La storia di Laura e Luisa è solo un esempio di situazioni che conosciamo fin troppo bene. La legge italiana non prevede il matrimonio per coppie omosessuali, non riconosce i matrimoni e le unioni celebrati all’estero, e non garantisce pari diritti ai figli di coppie omogenitoriali.  Mentre in Europa si legalizzano i matrimoni per coppie omosessuali, in Italia l’omofobia non è ancora criminalizzata. Nella nostra legislazione l’omofobia e la transfobia non sono considerate possibili cause di discriminazione. Le vittime di reati di natura discriminatoria basati sull’orientamento sessuale e l’identità di genere non hanno la stessa tutela delle vittime di discriminazione razziale o religiosa.

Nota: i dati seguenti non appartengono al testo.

//! src/services/listing_store.rs
//!
//! ListingStore — de-duplicating collection of listing hits keyed by
//! normalized name. Object stores return flat keys in three shapes for a
//! directory (`dir/`, `dir_$folder$`, or nothing at all), and the same
//! logical object may show up under more than one of them. This store
//! folds them into one canonical entry per path and remembers every raw
//! spelling as an alias pointing at it.

use crate::models::object::{FOLDER_MARKER_SUFFIX, ObjectEntry, RawListingEntry};
use std::collections::BTreeMap;
use tracing::{debug, trace};

/// Normalized view of one listing batch.
///
/// Not internally synchronized: one store belongs to one in-flight listing.
#[derive(Clone, Debug, Default)]
pub struct ListingStore {
    objects: BTreeMap<String, ObjectEntry>,
}

impl ListingStore {
    pub fn new() -> Self {
        Self::default()
    }

    /// Build a store from a batch of raw listing hits.
    ///
    /// Entries with empty keys are skipped.
    pub fn from_entries<'a, I>(entries: I) -> Self
    where
        I: IntoIterator<Item = &'a RawListingEntry>,
    {
        let mut store = Self::new();
        for entry in entries {
            if !store.insert(&entry.key, entry.etag.as_deref(), entry.is_dir) {
                debug!("skipping listing hit with empty key");
            }
        }
        store
    }

    /// Insert one raw listing hit.
    ///
    /// - `name_$folder$` is a directory named `name/`.
    /// - A trailing `/` always means directory, whatever `is_dir` says.
    /// - A directory supersedes a same-named file entry; a file hit for an
    ///   already known directory only becomes an alias of that directory.
    ///
    /// Returns false (and leaves the store untouched) for an empty name.
    pub fn insert(&mut self, raw_name: &str, etag: Option<&str>, is_dir: bool) -> bool {
        if raw_name.is_empty() {
            return false;
        }

        let mut is_dir = is_dir;
        let mut canonical = match raw_name.find(FOLDER_MARKER_SUFFIX) {
            Some(pos) => {
                is_dir = true;
                raw_name[..pos].to_string()
            }
            None => raw_name.to_string(),
        };
        if is_dir {
            if !canonical.ends_with('/') {
                canonical.push('/');
            }
        } else if canonical.ends_with('/') {
            is_dir = true;
        }

        if is_dir {
            let file_name = &canonical[..canonical.len() - 1];
            if self.objects.remove(file_name).is_some() {
                trace!("directory `{}` replaces file entry `{}`", canonical, file_name);
            }
        } else {
            let dir_name = format!("{}/", canonical);
            if self.objects.contains_key(&dir_name) {
                trace!("file hit `{}` folded into directory `{}`", raw_name, dir_name);
                return self.insert_alias(raw_name, &dir_name, true);
            }
        }

        match self.objects.get_mut(&canonical) {
            Some(entry) => {
                entry.normalized_name = None;
                entry.original_name = raw_name.to_string();
                entry.is_dir = is_dir;
                if let Some(etag) = etag {
                    entry.etag = etag.to_string();
                }
            }
            None => {
                self.objects.insert(
                    canonical.clone(),
                    ObjectEntry {
                        original_name: raw_name.to_string(),
                        normalized_name: None,
                        is_dir,
                        etag: etag.unwrap_or_default().to_string(),
                    },
                );
            }
        }

        self.insert_alias(raw_name, &canonical, is_dir)
    }

    /// Register `name` as a redirect to `canonical`.
    ///
    /// No-op when both names are equal. An existing entry under `name` loses
    /// its own identity and becomes a pure alias.
    fn insert_alias(&mut self, name: &str, canonical: &str, is_dir: bool) -> bool {
        if name.is_empty() || canonical.is_empty() {
            return false;
        }
        if name == canonical {
            return true;
        }

        trace!("alias `{}` -> `{}`", name, canonical);
        let entry = self.objects.entry(name.to_string()).or_default();
        entry.original_name.clear();
        entry.etag.clear();
        entry.normalized_name = Some(canonical.to_string());
        entry.is_dir = is_dir;
        true
    }

    /// Entry stored under exactly `name`, alias or not.
    pub fn get_entry(&self, name: &str) -> Option<&ObjectEntry> {
        if name.is_empty() {
            return None;
        }
        self.objects.get(name)
    }

    /// Raw store key recorded for `name`. Empty for pure aliases.
    pub fn get_original_name(&self, name: &str) -> Option<&str> {
        self.get_entry(name).map(|entry| entry.original_name.as_str())
    }

    /// Canonical key for `name`: the redirect target for an alias, `name`
    /// itself for an authoritative entry.
    pub fn get_canonical_name<'a>(&'a self, name: &'a str) -> Option<&'a str> {
        let entry = self.get_entry(name)?;
        Some(entry.normalized_name.as_deref().unwrap_or(name))
    }

    pub fn get_etag(&self, name: &str) -> Option<&str> {
        self.get_entry(name).map(|entry| entry.etag.as_str())
    }

    /// False for unknown names.
    pub fn is_directory(&self, name: &str) -> bool {
        self.get_entry(name).is_some_and(|entry| entry.is_dir)
    }

    /// Enumerate stored keys in byte order.
    ///
    /// With `only_canonical`, aliases are skipped. With
    /// `strip_trailing_slash`, a trailing `/` is dropped from every name
    /// except the root `/`. Calling this again restarts the enumeration.
    pub fn extract_names(
        &self,
        only_canonical: bool,
        strip_trailing_slash: bool,
    ) -> impl Iterator<Item = String> + '_ {
        self.objects
            .iter()
            .filter(move |(_, entry)| !only_canonical || entry.is_canonical())
            .map(move |(name, _)| {
                if strip_trailing_slash && name.len() > 1 && name.ends_with('/') {
                    name[..name.len() - 1].to_string()
                } else {
                    name.clone()
                }
            })
    }

    /// Iterate over every `(key, entry)` pair in byte order.
    pub fn iter(&self) -> impl Iterator<Item = (&str, &ObjectEntry)> {
        self.objects.iter().map(|(k, v)| (k.as_str(), v))
    }

    pub fn len(&self) -> usize {
        self.objects.len()
    }

    pub fn is_empty(&self) -> bool {
        self.objects.is_empty()
    }
}

#[cfg(test)]
mod tests {
    use super::ListingStore;

    fn names(store: &ListingStore) -> Vec<String> {
        store.extract_names(true, false).collect()
    }

    #[test]
    fn insert_rejects_empty_name() {
        let mut store = ListingStore::new();
        assert!(!store.insert("", Some("etag"), false));
        assert!(store.is_empty());
    }

    #[test]
    fn insert_plain_file() {
        let mut store = ListingStore::new();
        assert!(store.insert("a/b.txt", Some("\"abc\""), false));

        assert_eq!(store.len(), 1);
        assert!(!store.is_directory("a/b.txt"));
        assert_eq!(store.get_etag("a/b.txt"), Some("\"abc\""));
        assert_eq!(store.get_original_name("a/b.txt"), Some("a/b.txt"));
        assert_eq!(store.get_canonical_name("a/b.txt"), Some("a/b.txt"));
    }

    #[test]
    fn reinsert_is_idempotent() {
        let mut store = ListingStore::new();
        store.insert("dir/", None, true);
        store.insert("dir/file", Some("e1"), false);
        let before: Vec<_> = store
            .iter()
            .map(|(k, v)| (k.to_string(), v.clone()))
            .collect();

        store.insert("dir/", None, true);
        store.insert("dir/file", Some("e1"), false);
        let after: Vec<_> = store
            .iter()
            .map(|(k, v)| (k.to_string(), v.clone()))
            .collect();

        assert_eq!(before, after);
    }

    #[test]
    fn reinsert_refreshes_etag() {
        let mut store = ListingStore::new();
        store.insert("f", Some("old"), false);
        store.insert("f", Some("new"), false);
        assert_eq!(store.get_etag("f"), Some("new"));

        store.insert("f", None, false);
        assert_eq!(store.get_etag("f"), Some("new"));
    }

    #[test]
    fn trailing_slash_forces_directory() {
        let mut store = ListingStore::new();
        store.insert("photos/", None, false);
        assert!(store.is_directory("photos/"));
    }

    #[test]
    fn directory_hint_appends_slash() {
        let mut store = ListingStore::new();
        store.insert("photos", None, true);

        assert!(store.is_directory("photos/"));
        assert_eq!(store.get_canonical_name("photos"), Some("photos/"));
        assert_eq!(names(&store), vec!["photos/"]);
    }

    #[test]
    fn folder_marker_is_directory() {
        let mut legacy = ListingStore::new();
        legacy.insert("a/_$folder$", None, false);

        let mut plain = ListingStore::new();
        plain.insert("a/", None, true);

        assert!(legacy.is_directory("a/"));
        assert_eq!(names(&legacy), names(&plain));
        assert_eq!(legacy.get_canonical_name("a/_$folder$"), Some("a/"));
    }

    #[test]
    fn folder_marker_suffix_on_name() {
        let mut store = ListingStore::new();
        store.insert("docs_$folder$", Some("x"), false);

        assert!(store.is_directory("docs/"));
        assert_eq!(store.get_original_name("docs/"), Some("docs_$folder$"));
        assert_eq!(store.get_canonical_name("docs_$folder$"), Some("docs/"));
        assert_eq!(names(&store), vec!["docs/"]);
    }

    #[test]
    fn directory_supersedes_file() {
        let mut store = ListingStore::new();
        store.insert("docs", Some("e"), false);
        store.insert("docs/", None, true);

        assert!(store.get_entry("docs").is_none());
        assert_eq!(names(&store), vec!["docs/"]);
    }

    #[test]
    fn known_directory_wins_over_file_hit() {
        let mut store = ListingStore::new();
        store.insert("docs/", None, true);
        store.insert("docs", Some("e"), false);

        assert_eq!(names(&store), vec!["docs/"]);
        assert!(store.is_directory("docs/"));
        assert!(store.is_directory("docs"));
        assert_eq!(store.get_canonical_name("docs"), Some("docs/"));
        assert_eq!(store.get_etag("docs"), Some(""));
    }

    #[test]
    fn lookups_fail_soft() {
        let store = ListingStore::new();
        assert!(store.get_entry("").is_none());
        assert!(store.get_entry("missing").is_none());
        assert!(store.get_canonical_name("missing").is_none());
        assert!(store.get_etag("").is_none());
        assert!(!store.is_directory("missing"));
    }

    #[test]
    fn extract_names_strips_slash_except_root() {
        let mut store = ListingStore::new();
        store.insert("/", None, true);
        store.insert("a/", None, true);
        store.insert("a/b", None, false);

        let stripped: Vec<String> = store.extract_names(true, true).collect();
        assert_eq!(stripped, vec!["/", "a", "a/b"]);
    }

    #[test]
    fn extract_names_can_include_aliases() {
        let mut store = ListingStore::new();
        store.insert("a_$folder$", None, false);

        let all: Vec<String> = store.extract_names(false, false).collect();
        assert_eq!(all, vec!["a/", "a_$folder$"]);
        let canonical: Vec<String> = store.extract_names(true, false).collect();
        assert_eq!(canonical, vec!["a/"]);
    }
}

Qual è dunque la soluzione per tentare di cambiare lo stato delle cose? L’ultimo spettatore salito sul palco suggeriva il meccanismo della pressione sociale: la perfida Maria Vittoria, quando visita Laura con l’intenzione di sfrattarla, si trova di fronte un amico della donna, che promette di denunciare all’opinione pubblica la sua omofobia. Questo è il lavoro che fa Amnesty International: denuncia delle discriminazioni e promozione dei diritti delle persone LGBTI. Amnesty, all’interno della campagna “Per un’Europa senza discriminazione”, appoggia e sostiene le iniziative delle associazioni LGBTI, con lo scopo di promuovere la libertà di espressione e di riunione delle persone LGBTI.  Amnesty continua a chiedere agli stati una maggiore tutela delle vittime di discriminazione per l’orientamento sessuale e l’identità di genere.

Penso ancora che sarei voluta salire anche io sul palco. L’hanno fatto in tanti, ognuno a suo modo. Della serata resta chiara in noi la bella consapevolezza che tutti nella sala condividevamo un’idea: la protezione dei diritti umani non prevede eccezioni.